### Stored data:
pub mod init;
pub mod run;
pub mod validate;
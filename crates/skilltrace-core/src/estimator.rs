//! Grid-search estimator.
//!
//! Enumerates every candidate on a fixed grid, scores them all, then reduces
//! to the first strict minimum. Candidates are independent of each other, so
//! the scoring pass has no ordering dependency.

use crate::config::EstimatorConfig;
use crate::error::{ConfigError, ModelDomainError};
use crate::loss::PosteriorLoss;
use crate::model::Observation;
use crate::traits::Minimizer;

/// Slack so `(upper - lower) / step` landing a hair under an integer still
/// includes the upper bound.
const GRID_SLACK: f64 = 1e-9;

/// Largest number of candidates a grid may hold.
pub const MAX_GRID_POINTS: usize = 10_000_000;

/// Number of candidates `lower, lower + step, ..., upper` holds, as a float so
/// a tiny step cannot overflow.
pub fn grid_point_count(lower: f64, upper: f64, step: f64) -> f64 {
    ((upper - lower) / step + GRID_SLACK).floor() + 1.0
}

/// Exhaustive scan over `lower, lower + step, ..., upper`.
#[derive(Debug, Clone, PartialEq)]
pub struct GridSearch {
    lower: f64,
    upper: f64,
    candidates: Vec<f64>,
}

impl GridSearch {
    pub fn new(lower: f64, upper: f64, step: f64) -> Result<Self, ConfigError> {
        for (field, value) in [("lower_bound", lower), ("upper_bound", upper), ("step", step)] {
            if !value.is_finite() {
                return Err(ConfigError::NonFinite { field, value });
            }
        }
        if step <= 0.0 {
            return Err(ConfigError::NonPositiveStep(step));
        }
        if lower >= upper {
            return Err(ConfigError::EmptyGrid { lower, upper });
        }
        let points = grid_point_count(lower, upper, step);
        if points > MAX_GRID_POINTS as f64 {
            return Err(ConfigError::GridTooFine {
                points,
                max: MAX_GRID_POINTS,
            });
        }

        Ok(Self::build(lower, upper, step))
    }

    fn build(lower: f64, upper: f64, step: f64) -> Self {
        let points = grid_point_count(lower, upper, step) as usize;
        let candidates = (0..points)
            .map(|i| (lower + i as f64 * step).min(upper))
            .collect();

        Self {
            lower,
            upper,
            candidates,
        }
    }

    pub fn from_config(config: &EstimatorConfig) -> Result<Self, ConfigError> {
        Self::new(config.lower_bound, config.upper_bound, config.step)
    }

    /// Grid points in ascending order.
    pub fn candidates(&self) -> &[f64] {
        &self.candidates
    }
}

impl Default for GridSearch {
    fn default() -> Self {
        let config = EstimatorConfig::default();
        Self::build(config.lower_bound, config.upper_bound, config.step)
    }
}

/// Reduce scored candidates to the first strict minimum, starting from `seed`.
///
/// Equal losses never replace the incumbent, so the seed beats every tie and
/// earlier candidates beat later ones.
pub fn argmin<I>(seed: (f64, f64), scored: I) -> (f64, f64)
where
    I: IntoIterator<Item = (f64, f64)>,
{
    scored.into_iter().fold(seed, |best, candidate| {
        if candidate.1 < best.1 {
            candidate
        } else {
            best
        }
    })
}

impl Minimizer for GridSearch {
    fn minimize(&self, seed: f64, loss: &dyn Fn(f64) -> f64) -> f64 {
        let scored: Vec<(f64, f64)> = self.candidates.iter().map(|&t| (t, loss(t))).collect();
        argmin((seed, loss(seed)), scored).0
    }

    fn bounds(&self) -> (f64, f64) {
        (self.lower, self.upper)
    }
}

/// One update step: the rating that best explains `observation` given `prior`.
pub fn estimate<M: Minimizer + ?Sized>(
    minimizer: &M,
    prior: f64,
    sigma: f64,
    observation: &Observation,
) -> Result<f64, ModelDomainError> {
    let loss = PosteriorLoss::new(*observation, prior, sigma)?;
    Ok(minimizer.minimize(prior, &|theta| loss.evaluate(theta)))
}

#[cfg(test)]
mod tests {
    use super::*;

    fn close(a: f64, b: f64) -> bool {
        (a - b).abs() < 1e-9
    }

    #[test]
    fn default_grid_has_1001_points() {
        let grid = GridSearch::default();
        assert_eq!(grid.candidates().len(), 1001);
        assert_eq!(grid.candidates()[0], 0.0);
        assert!(close(grid.candidates()[1000], 100.0));
        assert_eq!(grid, GridSearch::new(0.0, 100.0, 0.1).unwrap());
    }

    #[test]
    fn grid_stays_inside_bounds() {
        let grid = GridSearch::new(10.0, 20.0, 0.3).unwrap();
        let last = *grid.candidates().last().unwrap();
        assert!(last <= 20.0);
        assert!(last > 19.6);
    }

    #[test]
    fn rejects_bad_grids() {
        assert!(matches!(
            GridSearch::new(0.0, 100.0, 0.0),
            Err(ConfigError::NonPositiveStep(_))
        ));
        assert!(matches!(
            GridSearch::new(50.0, 50.0, 0.1),
            Err(ConfigError::EmptyGrid { .. })
        ));
        assert!(matches!(
            GridSearch::new(f64::NAN, 50.0, 0.1),
            Err(ConfigError::NonFinite { .. })
        ));
    }

    #[test]
    fn rejects_grids_too_fine_to_allocate() {
        for step in [1e-300, 1e-9, 1e-5] {
            assert!(
                matches!(
                    GridSearch::new(0.0, 100.0, step),
                    Err(ConfigError::GridTooFine { max: MAX_GRID_POINTS, .. })
                ),
                "step={step}"
            );
        }
        let finest = GridSearch::new(0.0, 100.0, 1e-4).unwrap();
        assert_eq!(finest.candidates().len(), 1_000_001);
    }

    #[test]
    fn argmin_prefers_first_of_equal_losses() {
        let best = argmin((5.0, 1.0), vec![(1.0, 0.5), (2.0, 0.5), (3.0, 0.7)]);
        assert_eq!(best, (1.0, 0.5));
    }

    #[test]
    fn seed_survives_ties() {
        let grid = GridSearch::default();
        assert_eq!(grid.minimize(42.0, &|_| 1.0), 42.0);
    }

    #[test]
    fn off_grid_seed_wins_when_strictly_best() {
        let grid = GridSearch::default();
        let seed = 33.333;
        assert_eq!(grid.minimize(seed, &|t| (t - seed).abs()), seed);
    }

    #[test]
    fn finds_grid_minimum() {
        let grid = GridSearch::default();
        let best = grid.minimize(0.0, &|t| (t - 61.27).powi(2));
        assert!(close(best, 61.3), "got {best}");
    }

    #[test]
    fn golden_single_correct_response() {
        let grid = GridSearch::default();
        let rating = estimate(&grid, 25.0, 2.0, &Observation::new(true, 25.0, 30.0)).unwrap();
        assert!(close(rating, 25.1), "got {rating}");
    }

    #[test]
    fn golden_single_incorrect_response() {
        let grid = GridSearch::default();
        let rating = estimate(&grid, 25.0, 2.0, &Observation::new(false, 25.0, 30.0)).unwrap();
        assert!(close(rating, 24.8), "got {rating}");
    }

    #[test]
    fn estimate_stays_within_grid() {
        let grid = GridSearch::default();
        for prior in [0.0, 50.0, 100.0] {
            for obs in [
                Observation::new(true, 100.0, 1.0),
                Observation::new(false, 0.0, 90.0),
                Observation::new(true, 0.0, 0.0),
            ] {
                let rating = estimate(&grid, prior, 2.0, &obs).unwrap();
                assert!((0.0..=100.0).contains(&rating), "prior={prior} {obs} -> {rating}");
            }
        }
    }

    #[test]
    fn success_never_scores_below_failure() {
        let grid = GridSearch::default();
        for b in [0.0, 15.0, 25.0, 50.0, 80.0, 100.0] {
            for t in [0.0, 1.0, 10.0, 40.0, 200.0] {
                for prior in [0.0, 25.0, 75.0, 100.0] {
                    let pass = estimate(&grid, prior, 2.0, &Observation::new(true, b, t)).unwrap();
                    let fail = estimate(&grid, prior, 2.0, &Observation::new(false, b, t)).unwrap();
                    assert!(pass >= fail, "b={b} T={t} prior={prior}: {pass} < {fail}");
                }
            }
        }
    }

    #[test]
    fn zero_time_item_at_the_prior_keeps_the_rating() {
        let grid = GridSearch::default();
        let rating = estimate(&grid, 25.0, 2.0, &Observation::new(true, 25.0, 0.0)).unwrap();
        assert_eq!(rating, 25.0);
        let rating = estimate(&grid, 99.9, 2.0, &Observation::new(true, 100.0, 0.0)).unwrap();
        assert_eq!(rating, 99.9);
    }

    #[test]
    fn zero_time_item_never_lands_on_its_difficulty() {
        let grid = GridSearch::default();
        let rating = estimate(&grid, 20.0, 2.0, &Observation::new(true, 25.0, 0.0)).unwrap();
        assert!(close(rating, 20.2), "got {rating}");
        let rating = estimate(&grid, 30.0, 2.0, &Observation::new(false, 25.0, 0.0)).unwrap();
        assert!(close(rating, 24.9), "got {rating}");
    }

    #[test]
    fn domain_error_surfaces_before_scanning() {
        let grid = GridSearch::default();
        let err = estimate(&grid, 25.0, 2.0, &Observation::new(true, -40.0, 10.0)).unwrap_err();
        assert!(matches!(err, ModelDomainError::UndefinedReferenceLog { .. }));
    }
}
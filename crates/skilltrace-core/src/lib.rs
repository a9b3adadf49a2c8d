//! skilltrace-core: sequential ability rating for timed, variable-difficulty items.
//!
//! Each observation (correctness, difficulty, response time) updates a
//! running rating: the prior rating and a logistic item-response likelihood
//! form a penalised negative log-posterior, and a grid search picks its
//! minimiser as the next rating.
//!
//! Data flows `params` → `response` → `loss` → `estimator` → `tracker`.

pub mod config;
pub mod error;
pub mod estimator;
pub mod loss;
pub mod model;
pub mod params;
pub mod parser;
pub mod report;
pub mod response;
pub mod statistics;
pub mod traits;
pub mod tracker;

pub use config::EstimatorConfig;
pub use error::{ConfigError, InvalidObservationError, ModelDomainError, RatingError};
pub use estimator::GridSearch;
pub use model::{Observation, RatingPoint, RatingTrace};
pub use tracker::RatingTracker;
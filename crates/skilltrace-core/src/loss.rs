//! Negative log-posterior for a single observation.
//!
//! The likelihood is a Bernoulli log-likelihood with an asymmetric weight:
//! when the item is harder than the candidate ability, a failure costs more
//! and a success costs less. The weight is part of the scoring model.

use crate::error::ModelDomainError;
use crate::model::Observation;
use crate::params::ItemParameters;
use crate::response::probability_with;

/// Probabilities are clamped to `[PROB_EPSILON, 1 - PROB_EPSILON]` before `ln`.
pub const PROB_EPSILON: f64 = 1e-6;

/// Difficulty gap that doubles the weight of a failure.
const WEIGHT_SCALE: f64 = 20.0;

/// `(b - theta) / 20` when the item is harder than `theta`, else `0`.
pub fn asymmetry_weight(theta: f64, difficulty: f64) -> f64 {
    if difficulty > theta {
        (difficulty - theta) / WEIGHT_SCALE
    } else {
        0.0
    }
}

/// Loss surface over candidate abilities for one observation and one prior.
///
/// Item parameters depend only on the observation, so they are derived once
/// on construction and [`PosteriorLoss::evaluate`] cannot fail.
#[derive(Debug, Clone, Copy)]
pub struct PosteriorLoss {
    observation: Observation,
    params: ItemParameters,
    prior: f64,
    sigma: f64,
}

impl PosteriorLoss {
    pub fn new(observation: Observation, prior: f64, sigma: f64) -> Result<Self, ModelDomainError> {
        let params = ItemParameters::derive(observation.difficulty, observation.response_time)?;
        Ok(Self {
            observation,
            params,
            prior,
            sigma,
        })
    }

    /// Weighted Bernoulli negative log-likelihood at `theta`.
    pub fn neg_log_likelihood(&self, theta: f64) -> f64 {
        let b = self.observation.difficulty;
        let x = self.observation.indicator();
        let p = probability_with(&self.params, theta, b).clamp(PROB_EPSILON, 1.0 - PROB_EPSILON);
        let weight = asymmetry_weight(theta, b);

        -(x * (1.0 + weight) * p.ln() + (1.0 - x) * (1.0 - weight) * (1.0 - p).ln())
    }

    /// Unnormalised Gaussian penalty toward the prior.
    pub fn neg_log_prior(&self, theta: f64) -> f64 {
        ((theta - self.prior) / self.sigma).powi(2)
    }

    /// Total loss at `theta`; lower is better.
    pub fn evaluate(&self, theta: f64) -> f64 {
        self.neg_log_likelihood(theta) + self.neg_log_prior(theta)
    }
}

/// One-shot loss evaluation, deriving item parameters on every call.
pub fn neg_log_posterior(
    theta: f64,
    observation: &Observation,
    prior: f64,
    sigma: f64,
) -> Result<f64, ModelDomainError> {
    Ok(PosteriorLoss::new(*observation, prior, sigma)?.evaluate(theta))
}
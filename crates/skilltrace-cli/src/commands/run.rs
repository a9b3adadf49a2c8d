//! The `skilltrace run` command.

use std::path::{Path, PathBuf};
use std::time::{Duration, Instant};

use anyhow::Result;

use skilltrace_core::config::load_config_from;
use skilltrace_core::error::RatingError;
use skilltrace_core::model::RatingPoint;
use skilltrace_core::parser;
use skilltrace_core::report::RatingReport;
use skilltrace_core::tracker::{ProgressReporter, RatingTracker};
use skilltrace_report::csv::write_csv_report;
use skilltrace_report::html::write_html_report;

/// Arguments for `skilltrace run`; `None` falls back to the config file.
pub struct RunArgs {
    pub input: PathBuf,
    pub initial_prior: Option<f64>,
    pub sigma: Option<f64>,
    pub lower: Option<f64>,
    pub upper: Option<f64>,
    pub step: Option<f64>,
    pub output: Option<PathBuf>,
    pub format: Option<String>,
    pub partial: bool,
    pub config: Option<PathBuf>,
}

/// Console progress reporter.
struct ConsoleReporter;

impl ProgressReporter for ConsoleReporter {
    fn on_step_complete(&self, point: &RatingPoint) {
        tracing::debug!(
            "attempt {}: {} -> {:.2}",
            point.index + 1,
            point.observation,
            point.rating
        );
    }

    fn on_step_error(&self, error: &RatingError) {
        tracing::error!("attempt {} failed: {}", error.index + 1, error.source);
    }

    fn on_trace_complete(&self, total: usize, completed: usize, elapsed: Duration) {
        eprintln!(
            "\nRated {completed}/{total} attempts ({:.1}ms)",
            elapsed.as_secs_f64() * 1000.0
        );
    }
}

pub fn execute(args: RunArgs) -> Result<()> {
    let config = load_config_from(args.config.as_deref())?;

    let mut estimator = config.estimator;
    if let Some(v) = args.initial_prior {
        estimator.initial_prior = v;
    }
    if let Some(v) = args.sigma {
        estimator.sigma = v;
    }
    if let Some(v) = args.lower {
        estimator.lower_bound = v;
    }
    if let Some(v) = args.upper {
        estimator.upper_bound = v;
    }
    if let Some(v) = args.step {
        estimator.step = v;
    }

    let tracker = RatingTracker::new(estimator)?;

    let formats = resolve_formats(args.format.as_deref(), &config.formats)?;
    let output = args.output.unwrap_or(config.output_dir);

    let observations = parser::load_observations(&args.input)?;
    parser::validate_observations(&observations);

    eprintln!(
        "skilltrace v{}: rating {} attempts from {}",
        env!("CARGO_PKG_VERSION"),
        observations.len(),
        args.input.display()
    );

    let source = args.input.display().to_string();
    let start = Instant::now();
    let outcome = tracker.run_with_progress(&observations, &ConsoleReporter);
    let duration_ms = start.elapsed().as_millis() as u64;

    let (report, failure) = match outcome {
        Ok(trace) => (
            RatingReport::new(source, estimator, trace, duration_ms),
            None,
        ),
        Err(err) => {
            if !args.partial {
                return Err(err.into());
            }
            (
                RatingReport::partial(source, estimator, &err, duration_ms),
                Some(err),
            )
        }
    };

    print_table(&report);
    print_summary(&report);
    write_outputs(&report, &formats, &output)?;

    match failure {
        Some(err) => Err(err.into()),
        None => Ok(()),
    }
}

/// Expand a comma-separated format list; `all` means every format, `none` means no files.
fn resolve_formats(flag: Option<&str>, configured: &[String]) -> Result<Vec<String>> {
    let requested: Vec<String> = match flag {
        Some(f) => f.split(',').map(|s| s.trim().to_lowercase()).collect(),
        None => configured.iter().map(|s| s.to_lowercase()).collect(),
    };

    let mut formats: Vec<String> = Vec::new();
    for fmt in requested {
        let expanded: &[&str] = match fmt.as_str() {
            "all" => &["json", "html", "csv"],
            "none" | "" => &[],
            "json" => &["json"],
            "html" => &["html"],
            "csv" => &["csv"],
            other => anyhow::bail!(
                "unknown output format: '{other}' (expected json, html, csv, all, none)"
            ),
        };
        for name in expanded {
            if !formats.iter().any(|f| f == name) {
                formats.push((*name).to_string());
            }
        }
    }
    Ok(formats)
}

fn write_outputs(report: &RatingReport, formats: &[String], output: &Path) -> Result<()> {
    if formats.is_empty() {
        return Ok(());
    }
    std::fs::create_dir_all(output)?;
    let timestamp = chrono::Utc::now().format("%Y-%m-%dT%H%M%S");

    for fmt in formats {
        match fmt.as_str() {
            "json" => {
                let path = output.join(format!("ratings-{timestamp}.json"));
                report.save_json(&path)?;
                eprintln!("Results saved to: {}", path.display());
            }
            "html" => {
                let path = output.join(format!("ratings-{timestamp}.html"));
                write_html_report(report, &path)?;
                eprintln!("HTML report: {}", path.display());
            }
            "csv" => {
                let path = output.join(format!("ratings-{timestamp}.csv"));
                write_csv_report(&report.trace, &path)?;
                eprintln!("CSV export: {}", path.display());
            }
            _ => {}
        }
    }
    Ok(())
}

fn print_table(report: &RatingReport) {
    use comfy_table::{Cell, Table};

    let mut table = Table::new();
    table.set_header(vec!["index", "Correctness", "Difficulty", "Time", "Rating"]);

    for p in &report.trace {
        table.add_row(vec![
            Cell::new(p.index + 1),
            Cell::new(u8::from(p.observation.correct)),
            Cell::new(p.observation.difficulty),
            Cell::new(p.observation.response_time),
            Cell::new(format!("{:.2}", p.rating)),
        ]);
    }

    println!("{table}");
}

fn print_summary(report: &RatingReport) {
    let s = &report.summary;
    println!(
        "Final rating: {:.2} ({:+.2} from {:.2}) | accuracy {:.1}% | peak {:.2} | lowest {:.2}",
        s.final_rating,
        s.net_change,
        s.initial_rating,
        s.accuracy * 100.0,
        s.peak_rating,
        s.lowest_rating
    );
}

### Your assignment:
Locate the lines above that contain "anyhow" and copy them.

### Result of this exercise:
use anyhow::Result;
            other => anyhow::bail!(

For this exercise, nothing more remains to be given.